Lorsque nous sommes debout, le corps n’est jamais parfaitement immobile. Il oscille légèrement autour de sa base d’appui. Le système nerveux doit continuellement estimer la position du corps, détecter les mouvements et ajuster la réponse musculaire.
Cette régulation repose principalement sur trois familles d’informations : la vision, qui renseigne sur l’environnement et le mouvement relatif ; le système vestibulaire, qui informe sur les mouvements de la tête et l’orientation dans l’espace ; et la proprioception, issue notamment des muscles, tendons et articulations.
Le cerveau ne fait pas une moyenne
Les informations sensorielles n’ont pas toujours le même poids. Sur un sol stable et bien éclairé, certaines entrées sont très fiables. Dans l’obscurité, sur une surface instable ou lorsque la tête bouge rapidement, le système doit réorganiser leur importance.
On parle parfois de pondération sensorielle : le cerveau ajuste la confiance accordée à chaque canal en fonction du contexte. C’est l’une des raisons pour lesquelles une personne peut être parfaitement stable dans une situation et beaucoup moins à l’aise dans une autre.
Ce qui change avec l’âge
Les revues sur le vieillissement du contrôle postural décrivent des modifications possibles de la vision, du système vestibulaire, de la proprioception, de la force, de la puissance musculaire et de certains processus cognitifs. Aucun de ces éléments n’explique à lui seul la fonction d’équilibre.
Une méta-analyse publiée en 2026, regroupant 64 articles et 4 481 participants, s’est intéressée aux réponses de personnes âgées en bonne santé lorsque les entrées sensorielles sont perturbées.
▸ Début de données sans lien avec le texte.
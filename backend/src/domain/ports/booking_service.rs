//! Driving port for the booking workflow.

use std::collections::BTreeMap;

use async_trait::async_trait;
use chrono::{DateTime, Utc};
use uuid::Uuid;

use crate::domain::{Actor, Booking, BookingStatus, Error, UserId};

/// Learner's booking request.
#[derive(Debug, Clone, PartialEq, Eq)]
pub struct BookingRequest {
    pub mentor_id: UserId,
    pub start_utc: DateTime<Utc>,
    pub end_utc: DateTime<Utc>,
    pub notes: Option<String>,
    pub slot_id: Option<Uuid>,
}

/// Listing filters supplied by the caller.
#[derive(Debug, Clone, Copy, Default, PartialEq, Eq)]
pub struct BookingQuery {
    pub status: Option<BookingStatus>,
    pub from: Option<DateTime<Utc>>,
    pub to: Option<DateTime<Utc>>,
}

#[cfg_attr(test, mockall::automock)]
#[async_trait]
pub trait BookingService: Send + Sync {
    async fn create(&self, actor: &Actor, request: BookingRequest) -> Result<Booking, Error>;

    async fn list(&self, actor: &Actor, query: BookingQuery) -> Result<Vec<Booking>, Error>;

    async fn get(&self, actor: &Actor, booking_id: &Uuid) -> Result<Booking, Error>;

    async fn confirm(&self, actor: &Actor, booking_id: &Uuid) -> Result<Booking, Error>;

    async fn decline(
        &self,
        actor: &Actor,
        booking_id: &Uuid,
        reason: Option<String>,
    ) -> Result<Booking, Error>;

    async fn cancel(
        &self,
        actor: &Actor,
        booking_id: &Uuid,
        reason: Option<String>,
    ) -> Result<Booking, Error>;

    async fn complete(
        &self,
        actor: &Actor,
        booking_id: &Uuid,
        session_notes: Option<String>,
    ) -> Result<Booking, Error>;

    async fn feedback(
        &self,
        actor: &Actor,
        booking_id: &Uuid,
        rating: i16,
        comment: Option<String>,
    ) -> Result<Booking, Error>;

    /// iCalendar document of the caller's confirmed and completed sessions.
    async fn calendar(&self, actor: &Actor) -> Result<String, Error>;

    /// iCalendar document for one visible booking.
    async fn booking_calendar(&self, actor: &Actor, booking_id: &Uuid) -> Result<String, Error>;

    /// Counts per status within the caller's scope.
    async fn stats(&self, actor: &Actor) -> Result<BTreeMap<String, u64>, Error>;
}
Ces travaux renforcent l’idée que la qualité du contrôle postural dépend de la manière dont plusieurs systèmes sont intégrés.
Des travaux récents suggèrent également une dépendance visuelle accrue dans certaines conditions chez des adultes plus âgés, mais ces résultats doivent être interprétés comme des tendances de recherche et non comme une règle applicable à chaque personne.
Pourquoi la marche complète la posture
Tenir debout est une chose ; déplacer volontairement son centre de masse tout en changeant de base d’appui en est une autre. La marche oblige le système d’équilibre à fonctionner dans un environnement dynamique.
C’est pourquoi KŌMØ ne traite pas l’équilibre comme une case indépendante. Il fait partie d’un système où posture, vision, appuis, puissance musculaire, coordination et marche interagissent en permanence.